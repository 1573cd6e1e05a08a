//! A global heap allocator for the kernel. Structured as a bunch of uninitable object slab allocators

use utils::sanity_assert;

use super::internal::{InternalSlabAllocator, ObjectNode};

use core::{
    alloc::{GlobalAlloc, Layout},
    cell::UnsafeCell,
    ptr::{NonNull, null_mut},
};

/// A global heap allocator for the kernel. Structured as a bunch of uninitable object slab
/// allocators
#[derive(Debug)]
pub struct KernelHeapAllocator([UnsafeCell<InternalSlabAllocator>; Self::SIZE]);

/// A macro to make creating slab allocators easier
macro_rules! create_slab_allocators {
    ($($size:expr),*) => {
        [
            $(UnsafeCell::new( InternalSlabAllocator::new(Layout::new::<[u8; $size]>())),)*
        ]
    };
}

impl KernelHeapAllocator {
    const MIN_POW: usize = 6;
    const MAX_POW: usize = 15;
    const SIZE: usize = 10;

    /// Create a new instance of the kernel heap allocator
    #[rustfmt::skip]
    pub const fn new() -> Self {
        // TODO: Use a const array::from_fn here!
        // TODO: Benchmark and possibly change the slab allocator sizes
        Self(create_slab_allocators!(
            2_usize.pow(6),
            2_usize.pow(7),
            2_usize.pow(8),
            2_usize.pow(9),
            2_usize.pow(10),
            2_usize.pow(11),
            2_usize.pow(12),
            2_usize.pow(13),
            2_usize.pow(14),
            2_usize.pow(15)
        ))
    }

    /// Get the index of the allocator that is closest to the total size layout requires
    #[inline]
    const fn get_matching_allocator_index(layout: Layout) -> usize {
        let pow = layout.pad_to_align().size().next_power_of_two().ilog2() as usize;
        assert!(pow <= Self::MAX_POW);
        if pow <= Self::MIN_POW {
            return 0;
        }

        pow - Self::MIN_POW
    }
}

// XXX: Make this actually Syncable
unsafe impl Sync for KernelHeapAllocator {}

unsafe impl GlobalAlloc for KernelHeapAllocator {
    unsafe fn alloc(&self, layout: Layout) -> *mut u8 {
        // Use the allocator that is closest to the total size layout requires
        let index = KernelHeapAllocator::get_matching_allocator_index(layout);

        // Try accessing allocators, and then also try to allocate
        if let Some(allocator) = unsafe { self.0[index].get().as_mut() }
            && let Ok(ptr) = allocator.allocate()
        {
            return ptr.as_ptr().cast::<u8>();
        }

        // Returning NULL indicates an error
        null_mut()
    }

    unsafe fn dealloc(&self, ptr: *mut u8, layout: Layout) {
        // Use the allocator that is closest to the total size layout requires
        let index = KernelHeapAllocator::get_matching_allocator_index(layout);

        // Convert ptr to a NonNull one + cast, get the allocator and pass the pointer to the
        // allocator
        sanity_assert!(ptr.is_aligned_to(layout.align()));
        #[allow(clippy::cast_ptr_alignment)]
        if let Some(non_null_ptr) = NonNull::new(ptr.cast::<ObjectNode>())
            && let Some(allocator) = unsafe { self.0[index].get().as_mut() }
        {
            unsafe {
                let _ = allocator.free(non_null_ptr);
            };
        }
    }
}

// #[cfg(test)]
// mod tests {
//     use alloc::{boxed::Box, string::ToString, vec::Vec};
//     use macros::test_fn;
//
//     #[test_fn]
//     fn test_heap_generic_allocs() {
//         let a = Box::new(5_usize);
//         let string = Box::new("Hello, World!".to_string());
//         assert_eq!(*a, 5);
//         assert_eq!(*string, "Hello, World!".to_string());
//         drop(a);
//         drop(string);
//
//         let a = Box::new([100_usize, 12_usize, 42_usize]);
//         let part1 = Box::new("Hello there");
//         {
//             let part2 = Box::new("General Kenobi");
//             let b = Box::new(200);
//             let mut v = Vec::new();
//
//             for i in 0..100 {
//                 v.push(Box::new(i));
//             }
//
//             for i in 0..100 {
//                 assert_eq!(*v.pop().unwrap(), 99 - i);
//             }
//
//             assert_eq!(*b, 200);
//             assert_eq!(*part2, "General Kenobi");
//         }
//
//         assert_eq!(*a, [100, 12, 42]);
//         assert_eq!(*part1, "Hello there");
//
//         let a = Box::new(());
//         assert_eq!(*a, ());
//     }
// }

════

**Directions**
The lines to retype, exactly and only, run from the first line of the material through the line with "#[rustfmt::skip]".

**Exercise response**
repository 1573cd6e1e05a08a
//! A global heap allocator for the kernel. Structured as a bunch of uninitable object slab allocators

use utils::sanity_assert;

use super::internal::{InternalSlabAllocator, ObjectNode};

use core::{
    alloc::{GlobalAlloc, Layout},
    cell::UnsafeCell,
    ptr::{NonNull, null_mut},
};

/// A global heap allocator for the kernel. Structured as a bunch of uninitable object slab
/// allocators
#[derive(Debug)]
pub struct KernelHeapAllocator([UnsafeCell<InternalSlabAllocator>; Self::SIZE]);

/// A macro to make creating slab allocators easier
macro_rules! create_slab_allocators {
    ($($size:expr),*) => {
        [
            $(UnsafeCell::new( InternalSlabAllocator::new(Layout::new::<[u8; $size]>())),)*
        ]
    };
}

impl KernelHeapAllocator {
    const MIN_POW: usize = 6;
    const MAX_POW: usize = 15;
    const SIZE: usize = 10;

    /// Create a new instance of the kernel heap allocator
    #[rustfmt::skip]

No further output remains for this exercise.